= What the task requires =
Working down the material below, reproduce exactly every line from the one containing "pub use config::Config;" to the last line, and only those.

[Opening Data to process section]

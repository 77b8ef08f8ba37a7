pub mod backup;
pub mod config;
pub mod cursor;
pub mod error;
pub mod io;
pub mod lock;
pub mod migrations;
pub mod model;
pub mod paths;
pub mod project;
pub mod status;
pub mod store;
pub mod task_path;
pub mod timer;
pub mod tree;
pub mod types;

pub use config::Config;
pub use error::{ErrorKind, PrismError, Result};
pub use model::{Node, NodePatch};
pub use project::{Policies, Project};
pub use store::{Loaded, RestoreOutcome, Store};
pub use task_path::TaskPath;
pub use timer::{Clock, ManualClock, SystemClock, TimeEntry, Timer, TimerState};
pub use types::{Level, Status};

[Closing Data to process section]

= Answer area =
pub use config::Config;
pub use error::{ErrorKind, PrismError, Result};
pub use model::{Node, NodePatch};
pub use project::{Policies, Project};
pub use store::{Loaded, RestoreOutcome, Store};
pub use task_path::TaskPath;
pub use timer::{Clock, ManualClock, SystemClock, TimeEntry, Timer, TimerState};
pub use types::{Level, Status};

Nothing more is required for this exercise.